• **EXERCISE DETAILS**: If a line below contains the word "Regex", count it. Please give the total and nothing else.

• **DATA TO EXAMINE**:

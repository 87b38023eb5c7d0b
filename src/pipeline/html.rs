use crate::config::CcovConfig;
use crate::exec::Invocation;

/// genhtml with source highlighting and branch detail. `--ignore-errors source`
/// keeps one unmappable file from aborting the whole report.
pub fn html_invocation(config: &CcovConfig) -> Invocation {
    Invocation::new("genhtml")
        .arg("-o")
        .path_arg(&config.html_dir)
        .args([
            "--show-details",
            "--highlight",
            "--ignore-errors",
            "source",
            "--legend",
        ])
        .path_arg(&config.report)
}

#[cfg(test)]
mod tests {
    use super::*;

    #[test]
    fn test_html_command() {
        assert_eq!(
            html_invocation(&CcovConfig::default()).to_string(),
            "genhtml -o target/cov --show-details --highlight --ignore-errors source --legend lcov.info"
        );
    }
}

---

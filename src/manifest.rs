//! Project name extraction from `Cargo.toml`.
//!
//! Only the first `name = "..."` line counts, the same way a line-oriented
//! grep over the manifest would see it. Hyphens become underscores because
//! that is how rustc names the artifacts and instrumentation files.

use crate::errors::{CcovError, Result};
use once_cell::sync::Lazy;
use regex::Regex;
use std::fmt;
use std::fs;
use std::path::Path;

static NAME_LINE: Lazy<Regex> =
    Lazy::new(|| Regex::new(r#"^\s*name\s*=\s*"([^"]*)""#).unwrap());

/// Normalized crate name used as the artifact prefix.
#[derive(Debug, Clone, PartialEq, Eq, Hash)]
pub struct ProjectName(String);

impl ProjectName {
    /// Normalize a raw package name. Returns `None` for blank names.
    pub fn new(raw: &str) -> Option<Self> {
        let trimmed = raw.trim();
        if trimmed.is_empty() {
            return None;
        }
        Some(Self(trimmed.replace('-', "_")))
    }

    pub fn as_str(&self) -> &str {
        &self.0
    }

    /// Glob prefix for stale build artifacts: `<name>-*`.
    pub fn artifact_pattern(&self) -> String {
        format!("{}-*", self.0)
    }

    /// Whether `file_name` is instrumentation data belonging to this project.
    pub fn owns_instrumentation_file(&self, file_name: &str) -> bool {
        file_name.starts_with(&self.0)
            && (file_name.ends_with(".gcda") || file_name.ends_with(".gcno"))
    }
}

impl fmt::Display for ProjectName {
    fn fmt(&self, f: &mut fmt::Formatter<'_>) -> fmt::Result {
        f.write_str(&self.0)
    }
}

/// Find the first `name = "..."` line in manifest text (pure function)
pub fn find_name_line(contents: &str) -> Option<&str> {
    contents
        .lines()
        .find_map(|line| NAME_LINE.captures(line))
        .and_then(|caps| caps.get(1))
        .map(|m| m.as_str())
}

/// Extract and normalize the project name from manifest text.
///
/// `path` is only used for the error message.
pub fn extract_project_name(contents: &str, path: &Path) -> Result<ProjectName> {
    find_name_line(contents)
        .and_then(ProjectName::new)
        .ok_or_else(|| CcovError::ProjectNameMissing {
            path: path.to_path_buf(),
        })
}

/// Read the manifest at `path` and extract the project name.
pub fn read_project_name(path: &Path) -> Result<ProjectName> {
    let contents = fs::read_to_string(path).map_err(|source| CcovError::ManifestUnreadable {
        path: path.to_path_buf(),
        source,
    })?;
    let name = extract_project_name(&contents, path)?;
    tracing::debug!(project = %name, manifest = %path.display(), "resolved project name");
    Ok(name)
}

* * *

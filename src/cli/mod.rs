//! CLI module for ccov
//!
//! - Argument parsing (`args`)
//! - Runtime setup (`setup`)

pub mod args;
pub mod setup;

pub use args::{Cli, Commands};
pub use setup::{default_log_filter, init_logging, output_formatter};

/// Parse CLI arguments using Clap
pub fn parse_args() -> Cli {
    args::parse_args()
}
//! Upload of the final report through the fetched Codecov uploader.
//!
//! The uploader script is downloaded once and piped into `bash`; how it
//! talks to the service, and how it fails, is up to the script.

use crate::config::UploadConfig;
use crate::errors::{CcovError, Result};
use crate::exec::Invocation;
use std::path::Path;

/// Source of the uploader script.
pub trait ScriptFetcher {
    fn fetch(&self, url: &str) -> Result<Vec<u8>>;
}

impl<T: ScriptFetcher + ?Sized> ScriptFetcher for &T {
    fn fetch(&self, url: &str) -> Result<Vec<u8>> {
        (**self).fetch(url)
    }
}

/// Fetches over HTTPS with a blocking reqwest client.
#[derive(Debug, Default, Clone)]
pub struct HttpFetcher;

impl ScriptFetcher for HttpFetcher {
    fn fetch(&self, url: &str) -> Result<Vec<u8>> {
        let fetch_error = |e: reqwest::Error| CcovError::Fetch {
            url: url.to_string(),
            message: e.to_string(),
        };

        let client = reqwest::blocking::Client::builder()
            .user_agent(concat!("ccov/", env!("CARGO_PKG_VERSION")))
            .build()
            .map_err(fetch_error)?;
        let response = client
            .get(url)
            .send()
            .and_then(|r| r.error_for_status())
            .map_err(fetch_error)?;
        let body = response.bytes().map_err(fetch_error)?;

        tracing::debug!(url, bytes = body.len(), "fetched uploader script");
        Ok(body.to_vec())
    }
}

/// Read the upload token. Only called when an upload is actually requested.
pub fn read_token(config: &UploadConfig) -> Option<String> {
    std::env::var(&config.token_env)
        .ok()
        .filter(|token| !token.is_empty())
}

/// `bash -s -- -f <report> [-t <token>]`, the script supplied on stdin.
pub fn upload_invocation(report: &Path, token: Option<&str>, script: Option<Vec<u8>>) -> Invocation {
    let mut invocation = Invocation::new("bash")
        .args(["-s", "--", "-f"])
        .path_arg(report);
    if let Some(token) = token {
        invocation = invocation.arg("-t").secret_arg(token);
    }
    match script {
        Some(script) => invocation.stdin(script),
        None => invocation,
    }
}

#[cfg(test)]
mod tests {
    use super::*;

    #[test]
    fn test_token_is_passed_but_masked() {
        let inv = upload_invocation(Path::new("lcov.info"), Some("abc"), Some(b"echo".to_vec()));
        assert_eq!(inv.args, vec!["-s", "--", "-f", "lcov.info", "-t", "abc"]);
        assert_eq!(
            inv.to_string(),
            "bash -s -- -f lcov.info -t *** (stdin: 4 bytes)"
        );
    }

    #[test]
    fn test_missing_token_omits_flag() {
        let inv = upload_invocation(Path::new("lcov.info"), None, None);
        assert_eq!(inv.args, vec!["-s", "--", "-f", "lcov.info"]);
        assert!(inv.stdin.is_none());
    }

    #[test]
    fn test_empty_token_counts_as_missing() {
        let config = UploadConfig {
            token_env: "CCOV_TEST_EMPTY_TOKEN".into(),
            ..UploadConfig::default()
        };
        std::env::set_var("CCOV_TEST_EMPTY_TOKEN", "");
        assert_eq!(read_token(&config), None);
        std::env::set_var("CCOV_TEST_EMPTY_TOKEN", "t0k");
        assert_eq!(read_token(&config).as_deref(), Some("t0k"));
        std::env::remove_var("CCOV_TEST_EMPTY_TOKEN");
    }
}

• **ANSWER TO THIS TASK**: 3